Evancho's two-year tour to promote her album Songs from the Silver Screen began on August 19, 2012, at Bunkamura Orchard Hall, near Tokyo, Japan, with the Tokyo Philharmonic Orchestra. Jacob Evancho (now known as Juliet) duetted with her there on the song "I See the Light". On August 25, 2012, she continued the tour with stops in 23 cities in the US and Canada, starting with a performance in Philadelphia, Pennsylvania, at the Mann Center with The Chamber Orchestra of Philadelphia.
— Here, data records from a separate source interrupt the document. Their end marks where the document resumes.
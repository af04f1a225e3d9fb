use std::fmt;
use std::str::FromStr;

use serde::{Deserialize, Serialize};

use crate::error::{ScaleError, ScaleResult};

/// 8-bit RGB color used by color ranges.
#[derive(Debug, Clone, Copy, PartialEq, Eq, Hash, Serialize, Deserialize)]
pub struct Rgb {
    pub r: u8,
    pub g: u8,
    pub b: u8,
}

impl Rgb {
    #[must_use]
    pub const fn new(r: u8, g: u8, b: u8) -> Self {
        Self { r, g, b }
    }

    /// Component-wise interpolation; `t` outside `[0, 1]` extrapolates and
    /// saturates at the channel bounds.
    #[must_use]
    pub fn lerp(self, other: Self, t: f64) -> Self {
        Self {
            r: lerp_channel(self.r, other.r, t),
            g: lerp_channel(self.g, other.g, t),
            b: lerp_channel(self.b, other.b, t),
        }
    }

    /// Parses a CSS color: hex (`#rgb`, `#rgba`, `#rrggbb`, `#rrggbbaa`),
    /// `rgb()`, `rgba()`, `hsl()`, `hsla()`, `hwb()` or a keyword.
    ///
    /// Alpha is discarded. Bare hex digits without `#` are not colors, so
    /// text such as `"100"` or `"bad"` stays text.
    #[must_use]
    pub fn parse(input: &str) -> Option<Self> {
        let text = input.trim().to_ascii_lowercase();
        if !looks_like_color(&text) {
            return None;
        }
        let [r, g, b, _alpha] = csscolorparser::parse(&text).ok()?.to_rgba8();
        Some(Self::new(r, g, b))
    }
}

fn looks_like_color(text: &str) -> bool {
    const FUNCTIONS: [&str; 5] = ["rgb(", "rgba(", "hsl(", "hsla(", "hwb("];
    if text.starts_with('#') || FUNCTIONS.iter().any(|prefix| text.starts_with(prefix)) {
        return true;
    }
    text.chars().all(|ch| ch.is_ascii_alphabetic())
        && !text.chars().all(|ch| ch.is_ascii_hexdigit())
}

impl FromStr for Rgb {
    type Err = ScaleError;

    fn from_str(s: &str) -> ScaleResult<Self> {
        Self::parse(s).ok_or_else(|| ScaleError::InvalidData(format!("not a color: {s:?}")))
    }
}

impl fmt::Display for Rgb {
    fn fmt(&self, f: &mut fmt::Formatter<'_>) -> fmt::Result {
        write!(f, "#{:02x}{:02x}{:02x}", self.r, self.g, self.b)
    }
}

fn lerp_channel(a: u8, b: u8, t: f64) -> u8 {
    let value = f64::from(a) + (f64::from(b) - f64::from(a)) * t;
    value.round().clamp(0.0, 255.0) as u8
}
//! Telemetry helpers for applications embedding `powscale-rs`.
//!
//! Scale setters log replacements at `debug`, rejections at `warn` and tick
//! work at `trace`. Nothing is installed unless the host asks for it: either
//! call one of the init helpers below or wire a custom `tracing` subscriber.

/// Filter applied when `RUST_LOG` is unset.
pub const DEFAULT_TRACING_FILTER: &str = "powscale_rs=info";

/// Initializes a compact subscriber filtered by `RUST_LOG` or [`DEFAULT_TRACING_FILTER`].
///
/// Returns `false` when the `telemetry` feature is disabled or when the host
/// already installed a global subscriber.
#[must_use]
pub fn init_default_tracing() -> bool {
    init_tracing_with_filter(DEFAULT_TRACING_FILTER)
}

/// Like [`init_default_tracing`] with a caller-provided fallback filter.
#[must_use]
pub fn init_tracing_with_filter(fallback_filter: &str) -> bool {
    #[cfg(feature = "telemetry")]
    {
        let filter = tracing_subscriber::EnvFilter::try_from_default_env()
            .unwrap_or_else(|_| tracing_subscriber::EnvFilter::new(fallback_filter));
        return tracing_subscriber::fmt()
            .with_env_filter(filter)
            .with_target(true)
            .compact()
            .try_init()
            .is_ok();
    }

    #[cfg(not(feature = "telemetry"))]
    {
        let _ = fallback_filter;
        false
    }
}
Other appearances followed in Arizona, Colorado, Texas, California, Georgia, Florida, Minnesota, Illinois, Massachusetts New Jersey, Pennsylvania, Canada, Nevada, Rhode Island, Maryland, Florida and Ohio, ending in Lewiston, New York in June 2013.

A second leg of the tour included a dozen stops from October 2013 to January 2014, three additional performances from April to June 2014 and three more in August 2014. It began with a stop in Massachusetts, followed by eight stops in California, Oregon and Washington, two concerts in Florida and one in Arizona. The next three concerts were in Michigan, Wisconsin and Indiana, and the last three stops were in the northeastern US.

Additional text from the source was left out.